# Task item
Write the data out verbatim.

** Supplied data follows **

//! Deterministic PRNG for simulation use (routing draws, sampled durations,
//! weighted entity classes).
//!
//! Uses the SplitMix64 algorithm: fast, 8 bytes of state, excellent
//! statistical properties. Implements [`rand::RngCore`] and
//! [`rand::SeedableRng`] so the `rand` helpers (`gen`, `gen_range`) work on it.

use rand::{RngCore, SeedableRng};

/// SplitMix64 pseudo-random number generator.
///
/// Same seed, same model, same trajectory.
#[derive(Debug, Clone, PartialEq, Eq, serde::Serialize, serde::Deserialize)]
pub struct SimRng {
    state: u64,
}

impl SimRng {
    /// Create a new RNG with the given seed.
    pub fn new(seed: u64) -> Self {
        Self { state: seed }
    }

    fn step(&mut self) -> u64 {
        self.state = self.state.wrapping_add(0x9E37_79B9_7F4A_7C15);
        let mut z = self.state;
        z = (z ^ (z >> 30)).wrapping_mul(0xBF58_476D_1CE4_E5B9);
        z = (z ^ (z >> 27)).wrapping_mul(0x94D0_49BB_1331_11EB);
        z ^ (z >> 31)
    }

    /// Uniform f64 in `[0, 1)` with 53 bits of precision.
    pub fn next_f64(&mut self) -> f64 {
        (self.step() >> 11) as f64 * (1.0 / (1u64 << 53) as f64)
    }

    /// Uniform f64 in `[low, high)`. Returns `low` when the range is empty.
    pub fn uniform(&mut self, low: f64, high: f64) -> f64 {
        if high <= low {
            return low;
        }
        low + (high - low) * self.next_f64()
    }

    /// Get the internal state (for hashing/debugging).
    pub fn state(&self) -> u64 {
        self.state
    }
}

impl RngCore for SimRng {
    fn next_u32(&mut self) -> u32 {
        (self.step() >> 32) as u32
    }

    fn next_u64(&mut self) -> u64 {
        self.step()
    }

    fn fill_bytes(&mut self, dest: &mut [u8]) {
        for chunk in dest.chunks_mut(8) {
            let bytes = self.step().to_le_bytes();
            chunk.copy_from_slice(&bytes[..chunk.len()]);
        }
    }

    fn try_fill_bytes(&mut self, dest: &mut [u8]) -> Result<(), rand::Error> {
        self.fill_bytes(dest);
        Ok(())
    }
}

impl SeedableRng for SimRng {
    type Seed = [u8; 8];

    fn from_seed(seed: Self::Seed) -> Self {
        Self::new(u64::from_le_bytes(seed))
    }

    fn seed_from_u64(state: u64) -> Self {
        Self::new(state)
    }
}

#[cfg(test)]
mod tests {
    use super::*;
    use rand::Rng;

    #[test]
    fn deterministic() {
        let mut a = SimRng::new(42);
        let mut b = SimRng::new(42);
        for _ in 0..100 {
            assert_eq!(a.next_u64(), b.next_u64());
        }
    }

    #[test]
    fn different_seeds_differ() {
        let mut a = SimRng::new(1);
        let mut b = SimRng::new(2);
        assert_ne!(a.next_u64(), b.next_u64());
    }

    #[test]
    fn next_f64_stays_in_unit_interval() {
        let mut rng = SimRng::new(7);
        for _ in 0..10_000 {
            let v = rng.next_f64();
            assert!((0.0..1.0).contains(&v), "out of range: {v}");
        }
    }

    #[test]
    fn uniform_mean_is_centered() {
        let mut rng = SimRng::new(99);
        let n = 20_000;
        let sum: f64 = (0..n).map(|_| rng.uniform(0.0, 100.0)).sum();
        let mean = sum / n as f64;
        assert!((mean - 50.0).abs() < 1.5, "expected ~50, got {mean}");
    }

    #[test]
    fn uniform_empty_range_returns_low() {
        let mut rng = SimRng::new(3);
        assert_eq!(rng.uniform(5.0, 5.0), 5.0);
        assert_eq!(rng.uniform(5.0, 1.0), 5.0);
    }

    #[test]
    fn works_with_rand_helpers() {
        let mut rng = SimRng::seed_from_u64(11);
        for _ in 0..1000 {
            let v: usize = rng.gen_range(0..4);
            assert!(v < 4);
        }
        let mut buf = [0u8; 13];
        rng.fill_bytes(&mut buf);
        assert!(buf.iter().any(|&b| b != 0));
    }

    #[test]
    fn seed_from_u64_matches_new() {
        let mut a = SimRng::seed_from_u64(5);
        let mut b = SimRng::new(5);
        assert_eq!(a.next_u64(), b.next_u64());
    }
}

** End of Supplied data **

# Your response
//! Deterministic PRNG for simulation use (routing draws, sampled durations,
//! weighted entity classes).
//!
//! Uses the SplitMix64 algorithm: fast, 8 bytes of state, excellent
//! statistical properties. Implements [`rand::RngCore`] and
//! [`rand::SeedableRng`] so the `rand` helpers (`gen`, `gen_range`) work on it.

use rand::{RngCore, SeedableRng};

/// SplitMix64 pseudo-random number generator.
///
/// Same seed, same model, same trajectory.
#[derive(Debug, Clone, PartialEq, Eq, serde::Serialize, serde::Deserialize)]
pub struct SimRng {
    state: u64,
}

impl SimRng {
    /// Create a new RNG with the given seed.
    pub fn new(seed: u64) -> Self {
        Self { state: seed }
    }

    fn step(&mut self) -> u64 {
        self.state = self.state.wrapping_add(0x9E37_79B9_7F4A_7C15);
        let mut z = self.state;
        z = (z ^ (z >> 30)).wrapping_mul(0xBF58_476D_1CE4_E5B9);
        z = (z ^ (z >> 27)).wrapping_mul(0x94D0_49BB_1331_11EB);
        z ^ (z >> 31)
    }

    /// Uniform f64 in `[0, 1)` with 53 bits of precision.
    pub fn next_f64(&mut self) -> f64 {
        (self.step() >> 11) as f64 * (1.0 / (1u64 << 53) as f64)
    }

    /// Uniform f64 in `[low, high)`. Returns `low` when the range is empty.
    pub fn uniform(&mut self, low: f64, high: f64) -> f64 {
        if high <= low {
            return low;
        }
        low + (high - low) * self.next_f64()
    }

    /// Get the internal state (for hashing/debugging).
    pub fn state(&self) -> u64 {
        self.state
    }
}

impl RngCore for SimRng {
    fn next_u32(&mut self) -> u32 {
        (self.step() >> 32) as u32
    }

    fn next_u64(&mut self) -> u64 {
        self.step()
    }

    fn fill_bytes(&mut self, dest: &mut [u8]) {
        for chunk in dest.chunks_mut(8) {
            let bytes = self.step().to_le_bytes();
            chunk.copy_from_slice(&bytes[..chunk.len()]);
        }
    }

    fn try_fill_bytes(&mut self, dest: &mut [u8]) -> Result<(), rand::Error> {
        self.fill_bytes(dest);
        Ok(())
    }
}

impl SeedableRng for SimRng {
    type Seed = [u8; 8];

    fn from_seed(seed: Self::Seed) -> Self {
        Self::new(u64::from_le_bytes(seed))
    }

    fn seed_from_u64(state: u64) -> Self {
        Self::new(state)
    }
}

#[cfg(test)]
mod tests {
    use super::*;
    use rand::Rng;

    #[test]
    fn deterministic() {
        let mut a = SimRng::new(42);
        let mut b = SimRng::new(42);
        for _ in 0..100 {
            assert_eq!(a.next_u64(), b.next_u64());
        }
    }

    #[test]
    fn different_seeds_differ() {
        let mut a = SimRng::new(1);
        let mut b = SimRng::new(2);
        assert_ne!(a.next_u64(), b.next_u64());
    }

    #[test]
    fn next_f64_stays_in_unit_interval() {
        let mut rng = SimRng::new(7);
        for _ in 0..10_000 {
            let v = rng.next_f64();
            assert!((0.0..1.0).contains(&v), "out of range: {v}");
        }
    }

    #[test]
    fn uniform_mean_is_centered() {
        let mut rng = SimRng::new(99);
        let n = 20_000;
        let sum: f64 = (0..n).map(|_| rng.uniform(0.0, 100.0)).sum();
        let mean = sum / n as f64;
        assert!((mean - 50.0).abs() < 1.5, "expected ~50, got {mean}");
    }

    #[test]
    fn uniform_empty_range_returns_low() {
        let mut rng = SimRng::new(3);
        assert_eq!(rng.uniform(5.0, 5.0), 5.0);
        assert_eq!(rng.uniform(5.0, 1.0), 5.0);
    }

    #[test]
    fn works_with_rand_helpers() {
        let mut rng = SimRng::seed_from_u64(11);
        for _ in 0..1000 {
            let v: usize = rng.gen_range(0..4);
            assert!(v < 4);
        }
        let mut buf = [0u8; 13];
        rng.fill_bytes(&mut buf);
        assert!(buf.iter().any(|&b| b != 0));
    }

    #[test]
    fn seed_from_u64_matches_new() {
        let mut a = SimRng::seed_from_u64(5);
        let mut b = SimRng::new(5);
        assert_eq!(a.next_u64(), b.next_u64());
    }
}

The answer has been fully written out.